Джон мгновенно навострил уши. Когда у Гвина появлялись сокровенные мысли, к ним стоило прислушаться.

— А что с ним такое?

— Он был одним из тех, кого назвал Эрик Пико, но он не мог нанести тех ударов.

Коронер скатал свой латинский свиток и откинулся на спинку стула.

— Ну, Гвин, выкладывай, что ты там надумал своей большой головой.

— Все раны и повреждения у Фитцосберна располагались слева — и на лице, и на шее, и на груди. Если его бил кто-то, кто стоял прямо перед ним, а именно так все должно было и быть, то де Курси вне подозрений.

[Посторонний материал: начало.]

//! Chat widget submission flow.

use std::sync::Arc;

use serde::{Deserialize, Serialize};

use super::{ChatBackend, ChatError, ChatHistory, Message};

/// Body posted to the chat endpoint.
#[derive(Debug, Clone, PartialEq, Eq, Serialize, Deserialize)]
pub struct ChatRequest {
    /// System prompt, then the prior transcript, then the new user message.
    pub messages: Vec<Message>,
}

impl ChatRequest {
    /// Assemble the outbound message list for a new user message.
    #[must_use]
    pub fn build(system_prompt: &str, transcript: &[Message], content: &str) -> Self {
        let mut messages = Vec::with_capacity(transcript.len() + 2);
        messages.push(Message::system(system_prompt));
        messages.extend_from_slice(transcript);
        messages.push(Message::user(content));
        Self { messages }
    }
}

/// Reply body returned by the chat endpoint.
#[derive(Debug, Clone, PartialEq, Eq, Serialize, Deserialize)]
pub struct ChatReply {
    /// Assistant text.
    pub message: String,
}

/// Fixed texts a widget is configured with.
#[derive(Debug, Clone)]
pub struct ChatPersona {
    /// Instruction sent as the first message of every request.
    pub system_prompt: Arc<str>,
    /// Assistant text appended when a request fails for any reason.
    pub fallback_message: Arc<str>,
    /// Assistant greeting every freshly mounted widget opens with.
    pub welcome_message: Option<Arc<str>>,
}

impl ChatPersona {
    /// Create a persona from its two fixed texts.
    #[must_use]
    pub fn new(system_prompt: impl Into<Arc<str>>, fallback_message: impl Into<Arc<str>>) -> Self {
        Self {
            system_prompt: system_prompt.into(),
            fallback_message: fallback_message.into(),
            welcome_message: None,
        }
    }

    /// Open every widget with `welcome` as its first assistant message.
    ///
    /// The greeting is part of the transcript, so it is also sent back as
    /// context with every request.
    #[must_use]
    pub fn with_welcome(mut self, welcome: impl Into<Arc<str>>) -> Self {
        self.welcome_message = Some(welcome.into());
        self
    }
}

/// State of one mounted terminal chat widget.
///
/// Submission is split in two halves, [`begin_submit`](Self::begin_submit)
/// and [`complete`](Self::complete), so a caller sharing the widget behind a
/// lock can release it while the request is in flight.
///
/// There is no guard against overlapping submissions: `begin_submit` is
/// accepted while busy, and the first completion clears `busy` even when a
/// later request is still outstanding.
#[derive(Debug, Clone)]
pub struct ChatWidget {
    history: ChatHistory,
    busy: bool,
    persona: ChatPersona,
}

impl ChatWidget {
    /// Create a freshly mounted widget, greeted by the persona's welcome
    /// message when it has one.
    #[must_use]
    pub fn new(persona: ChatPersona) -> Self {
        let mut history = ChatHistory::new();
        if let Some(welcome) = &persona.welcome_message {
            history.push(Message::assistant(&**welcome));
        }
        Self {
            history,
            busy: false,
            persona,
        }
    }

    /// Transcript and draft.
    #[must_use]
    pub fn history(&self) -> &ChatHistory {
        &self.history
    }

    /// Messages in display order.
    #[must_use]
    pub fn messages(&self) -> &[Message] {
        self.history.messages()
    }

    /// Whether a request is awaiting its resolution.
    #[must_use]
    pub fn is_busy(&self) -> bool {
        self.busy
    }

    /// Replace the draft text.
    pub fn set_input(&mut self, input: impl Into<String>) {
        self.history.set_input(input);
    }

    /// Start a submission of the current draft.
    ///
    /// Blank drafts are rejected with `None` and leave the widget untouched.
    /// Otherwise the user message is appended, the draft cleared, `busy` set,
    /// and the request to send is returned.
    pub fn begin_submit(&mut self) -> Option<ChatRequest> {
        let content = self.history.take_submission()?;
        let request = ChatRequest::build(
            &self.persona.system_prompt,
            self.history.messages(),
            &content,
        );

        self.history.push(Message::user(content));
        self.busy = true;

        tracing::info!(
            name: "chat.submit.started",
            transcript_len = self.history.len(),
            "Chat submission started"
        );

        Some(request)
    }

    /// Resolve a submission with the backend outcome.
    ///
    /// Appends the reply on success, or the fallback message on any error,
    /// and clears `busy` either way.
    pub fn complete(&mut self, outcome: Result<ChatReply, ChatError>) -> &Message {
        let message = match outcome {
            Ok(reply) => {
                tracing::info!(name: "chat.submit.completed", "Chat reply received");
                Message::assistant(reply.message)
            }
            Err(e) => {
                tracing::warn!(
                    name: "chat.submit.failed",
                    error = %e,
                    "Chat request failed, using fallback"
                );
                Message::assistant(&*self.persona.fallback_message)
            }
        };

        self.history.push(message);
        self.busy = false;

        // push above guarantees a last element
        &self.history.messages()[self.history.len() - 1]
    }

    /// Run a full submission against `backend`.
    ///
    /// Returns `None` if the draft was blank and nothing was sent.
    pub async fn submit(&mut self, backend: &dyn ChatBackend) -> Option<&Message> {
        let request = self.begin_submit()?;
        let outcome = backend.send(&request).await;
        Some(self.complete(outcome))
    }
}

#[cfg(test)]
mod tests {
    use std::sync::Mutex;

    use super::*;
    use crate::chat::MessageRole;

    const FALLBACK: &str = "Reach me by email instead.";

    fn widget() -> ChatWidget {
        ChatWidget::new(ChatPersona::new("be brief", FALLBACK))
    }

    /// Records every request and answers with a canned outcome.
    struct Recorder {
        reply: Option<String>,
        seen: Mutex<Vec<ChatRequest>>,
    }

    #[async_trait::async_trait]
    impl ChatBackend for Recorder {
        async fn send(&self, request: &ChatRequest) -> Result<ChatReply, ChatError> {
            self.seen.lock().unwrap().push(request.clone());
            match &self.reply {
                Some(message) => Ok(ChatReply {
                    message: message.clone(),
                }),
                None => Err(ChatError::Status { status: 502 }),
            }
        }
    }

    #[test]
    fn test_fresh_widget_opens_with_welcome() {
        let w = ChatWidget::new(ChatPersona::new("be brief", FALLBACK).with_welcome("Hi there"));

        assert_eq!(w.messages(), &[Message::assistant("Hi there")]);
        assert!(!w.is_busy());
        assert!(ChatWidget::new(ChatPersona::new("be brief", FALLBACK)).messages().is_empty());
    }

    #[test]
    fn test_first_request_carries_welcome() {
        let mut w = ChatWidget::new(ChatPersona::new("be brief", FALLBACK).with_welcome("Hi there"));
        w.set_input("Hola");

        let request = w.begin_submit().unwrap();

        assert_eq!(
            request.messages,
            vec![
                Message::system("be brief"),
                Message::assistant("Hi there"),
                Message::user("Hola")
            ]
        );
    }

    #[test]
    fn test_submission_is_trimmed_in_transcript_and_request() {
        let mut w = widget();
        w.set_input("  Hola \n");

        let request = w.begin_submit().unwrap();

        assert_eq!(w.messages(), &[Message::user("Hola")]);
        assert_eq!(request.messages.last(), Some(&Message::user("Hola")));
    }

    #[test]
    fn test_blank_submit_is_noop() {
        let mut w = widget();
        w.set_input("  ");

        assert!(w.begin_submit().is_none());
        assert!(w.messages().is_empty());
        assert_eq!(w.history().input(), "  ");
        assert!(!w.is_busy());
    }

    #[test]
    fn test_begin_submit_appends_user_and_clears_input() {
        let mut w = widget();
        w.set_input("Hola");

        let request = w.begin_submit().unwrap();

        assert_eq!(w.messages(), &[Message::user("Hola")]);
        assert_eq!(w.history().input(), "");
        assert!(w.is_busy());
        assert_eq!(
            request.messages,
            vec![Message::system("be brief"), Message::user("Hola")]
        );
    }

    #[test]
    fn test_request_carries_prior_transcript() {
        let mut w = widget();
        w.set_input("first");
        w.begin_submit().unwrap();
        w.complete(Ok(ChatReply {
            message: "answer".into(),
        }));

        w.set_input("second");
        let request = w.begin_submit().unwrap();

        let roles: Vec<_> = request.messages.iter().map(|m| m.role).collect();
        assert_eq!(
            roles,
            vec![
                MessageRole::System,
                MessageRole::User,
                MessageRole::Assistant,
                MessageRole::User
            ]
        );
        assert_eq!(request.messages[3].content, "second");
    }

    #[test]
    fn test_failure_appends_fallback_and_keeps_prior_messages() {
        let mut w = widget();
        w.set_input("hi");
        w.begin_submit().unwrap();
        let before = w.messages().to_vec();

        let appended = w.complete(Err(ChatError::Status { status: 503 })).clone();

        assert_eq!(appended, Message::assistant(FALLBACK));
        assert_eq!(&w.messages()[..before.len()], before.as_slice());
        assert!(!w.is_busy());
    }

    #[test]
    fn test_overlapping_submissions_are_not_guarded() {
        let mut w = widget();
        w.set_input("a");
        w.begin_submit().unwrap();
        w.set_input("b");
        assert!(w.begin_submit().is_some());

        w.complete(Ok(ChatReply {
            message: "for a".into(),
        }));
        // second request still outstanding, flag already cleared
        assert!(!w.is_busy());
        assert_eq!(w.messages().len(), 3);
    }

    #[tokio::test]
    async fn test_submit_round_trip() {
        let backend = Recorder {
            reply: Some("¡Hola!".into()),
            seen: Mutex::new(Vec::new()),
        };
        let mut w = widget();
        w.set_input("Hola");

        let reply = w.submit(&backend).await.cloned();

        assert_eq!(reply, Some(Message::assistant("¡Hola!")));
        assert_eq!(w.messages().len(), 2);
        assert_eq!(backend.seen.lock().unwrap().len(), 1);
    }

    #[tokio::test]
    async fn test_blank_submit_sends_nothing() {
        let backend = Recorder {
            reply: None,
            seen: Mutex::new(Vec::new()),
        };
        let mut w = widget();
        w.set_input("\n");

        assert!(w.submit(&backend).await.is_none());
        assert!(backend.seen.lock().unwrap().is_empty());
    }

    #[tokio::test]
    async fn test_submit_failure_uses_fallback() {
        let backend = Recorder {
            reply: None,
            seen: Mutex::new(Vec::new()),
        };
        let mut w = widget();
        w.set_input("hi");

        let reply = w.submit(&backend).await.cloned();
        assert_eq!(reply, Some(Message::assistant(FALLBACK)));
        assert!(!w.is_busy());
    }
}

Коронер долго смотрел на своего мечника. Гвин никогда не говорил ничего, не имея на то веской причины.

— Почему ты так считаешь?

— Когда вчера в суде он давал клятву, обратили ли вы внимание на то, что он держал кинжал левой рукой? Я наблюдал за ним потом и убедился, что он, без сомнения, левша. Даже ножны от кинжала висят у него на правом бедре, а не на левом, как обычно. Стоя же перед жертвой, ни один левша не мог нанести таких ран.

Минуту-другую Джон размышлял над услышанным и не нашел изъяна в рассуждениях Гвина.

— Хорошо, я согласен с тобой, что он не наносил тех ударов. Но он мог схватить и держать Фитцосберна, пока другой избивал его, или же как-то еще вступил в сговор с Феррарсами, чтобы убить нашего друга.